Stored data

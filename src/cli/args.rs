//! CLI argument definitions using clap

use std::path::PathBuf;

use clap::{ArgAction, Parser, Subcommand, ValueHint};

/// Reduce grammar inference trees to compact operation trees
#[derive(Parser, Debug)]
#[command(name = "optree")]
#[command(author, version, about, long_about = None)]
#[command(propagate_version = true)]
pub struct Cli {
    /// Enable debug logging (-d, -dd, -ddd)
    #[arg(short, long, global = true, action = ArgAction::Count)]
    pub debug: u8,

    #[command(subcommand)]
    pub command: Option<Commands>,
}

#[derive(Subcommand, Debug)]
pub enum Commands {
    /// Reduce an inference tree to an operation tree
    Convert {
        /// Tree document produced by the analyzer
        #[arg(value_hint = ValueHint::FilePath)]
        file: PathBuf,

        /// Echo each intermediate tree
        #[arg(short, long)]
        steps: bool,

        /// Wait for Enter between steps (implies --steps)
        #[arg(short, long)]
        pause: bool,
    },

    /// Print an inference tree without reducing it
    Show {
        /// Tree document produced by the analyzer
        #[arg(value_hint = ValueHint::FilePath)]
        file: PathBuf,
    },

    /// Check that a tree reduces completely
    Check {
        /// Tree document produced by the analyzer
        #[arg(value_hint = ValueHint::FilePath)]
        file: PathBuf,
    },

    /// Manage settings
    Config {
        #[command(subcommand)]
        command: ConfigCommands,
    },

    /// Generate shell completions
    Completion {
        /// Shell type
        #[arg(value_enum)]
        shell: clap_complete::Shell,
    },
}

/// Config subcommands
#[derive(Subcommand, Debug)]
pub enum ConfigCommands {
    /// Show merged config
    Show,

    /// Show config path
    Path,
}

* Problem to work on
Write out the complete set of records exactly as given.

* Task solution
filename src/cli/args.rs
//! CLI argument definitions using clap

use std::path::PathBuf;

use clap::{ArgAction, Parser, Subcommand, ValueHint};

/// Reduce grammar inference trees to compact operation trees
#[derive(Parser, Debug)]
#[command(name = "optree")]
#[command(author, version, about, long_about = None)]
#[command(propagate_version = true)]
pub struct Cli {
    /// Enable debug logging (-d, -dd, -ddd)
    #[arg(short, long, global = true, action = ArgAction::Count)]
    pub debug: u8,

    #[command(subcommand)]
    pub command: Option<Commands>,
}

#[derive(Subcommand, Debug)]
pub enum Commands {
    /// Reduce an inference tree to an operation tree
    Convert {
        /// Tree document produced by the analyzer
        #[arg(value_hint = ValueHint::FilePath)]
        file: PathBuf,

        /// Echo each intermediate tree
        #[arg(short, long)]
        steps: bool,

        /// Wait for Enter between steps (implies --steps)
        #[arg(short, long)]
        pause: bool,
    },

    /// Print an inference tree without reducing it
    Show {
        /// Tree document produced by the analyzer
        #[arg(value_hint = ValueHint::FilePath)]
        file: PathBuf,
    },

    /// Check that a tree reduces completely
    Check {
        /// Tree document produced by the analyzer
        #[arg(value_hint = ValueHint::FilePath)]
        file: PathBuf,
    },

    /// Manage settings
    Config {
        #[command(subcommand)]
        command: ConfigCommands,
    },

    /// Generate shell completions
    Completion {
        /// Shell type
        #[arg(value_enum)]
        shell: clap_complete::Shell,
    },
}

/// Config subcommands
#[derive(Subcommand, Debug)]
pub enum ConfigCommands {
    /// Show merged config
    Show,

    /// Show config path
    Path,
}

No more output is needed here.